Main outcomes and measures: Racial differences in NTproBNP levels and association with all-cause mortality and cause-specific mortality.

Results: Among the 1998 participants studied (972 women and 1026 men; median age, 63 years [interquartile range, 54-72 years]), median NTproBNP levels in black individuals were significantly lower than those in white individuals (46 pg/mL [interquartile range, 23-91] vs 60 pg/mL [interquartile range, 33-106]; P < .001). With multivariable adjustment, NTproBNP levels were up to 27% lower in black individuals as compared with white individuals (β, -0.32; 95% CI, -0.40 to -0.24; P < .001) in the REGARDS study. In meta-analysis of the 3 cohorts, NTproBNP levels were 35% lower in black individuals than white individuals. Among the REGARDS study participants, for every 1-SD higher log NTproBNP, there was a 31% increased risk of death in the multivariable-adjusted model (hazard ratio, 1.31; 95% CI, 1.11-1.54). This increase was driven primarily by association of NTproBNP with cardiovascular mortality (hazard ratio, 1.69; 95% CI, 1.19-2.41). No interaction between race and NTproBNP levels was observed with all-cause mortality and cause-specific mortality.

Conclusions and relevance: Plasma NTproBNP levels are significantly lower in black individuals as compared with white individuals in the REGARDS study and in pooled results from the REGARDS study, Dallas Heart Study, and Atherosclerosis Risk in Communities study. Higher NTproBNP levels were associated with higher incidence of all-cause mortality and cardiovascular mortality in healthy black and white individuals, and this association did not differ by race.

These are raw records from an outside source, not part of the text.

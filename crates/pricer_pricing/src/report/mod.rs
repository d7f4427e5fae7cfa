//! Error-analysis reporting.
//!
//! [`ErrorReport`] is the six-column diagnostic row produced when a price is
//! requested with error analysis. Where it goes is decided by a
//! [`ReportSink`]: the console table ([`StdoutSink`]), a structured
//! `tracing` event ([`TracingSink`]) or an in-memory list ([`MemorySink`]).

pub mod sink;
pub mod table;

pub use sink::{MemorySink, ReportSink, StdoutSink, TracingSink};
pub use table::{format_significant, ErrorReport, COLUMN_WIDTH, SIGNIFICANT_DIGITS};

Conflict of interest statement

Conflict of Interest Disclosures: All authors have completed and submitted the ICMJE Form for Disclosure of Potential Conflicts of Interest and none were reported.

Figures

Figure 1.. Estimated Percentage Difference in N-Terminal…
Figure 1.. Estimated Percentage Difference in N-Terminal Pro–B-Type Natriuretic Peptide (NTproBNP) Levels in Black vs White Individuals
A random-effects model was used to derive pooled estimates for percentage difference in black vs white individuals from multivariable models in the ARIC (Atherosclerosis Risk in Communities) study, Dallas Heart Study (DHS), and Reasons for Geographic and Racial Differences in Stroke (REGARDS) study. The vertical dotted line represents white individuals as a reference for NTproBNP levels. The vertical dashed line represents pooled NTproBNP levels in black individuals. Pooled estimates from different cohorts and the 95% CIs are represented by the blue diamond.
Figure 2.. Incident Mortality Rates per 100…
Figure 2.. Incident Mortality Rates per 100 Person-years of Follow-up in Black and White Participants
A, Incident rates of all-cause mortality per 100 person-years (test for equality, P = .96; test for interaction, P = .89). B, Incident rates of cardiovascular mortality per 100 person-years (test for equality, P = .36; test for interaction, P = .25). C, Incident rates of noncardiovascular mortality per 100 person-years (test for equality, P = .62; test for interaction, P = .41). Rates were adjusted for age, sex, income, college education, exercise, smoking, alcohol, body mass index, systolic blood pressure, antihypertensive medications, aspirin use, hyperlipidemia, diabetes, and estimated glomerular filtration rate. The solid blue line represents black individuals, and the solid orange line represents white individuals. Dashed lines represent 95% CIs.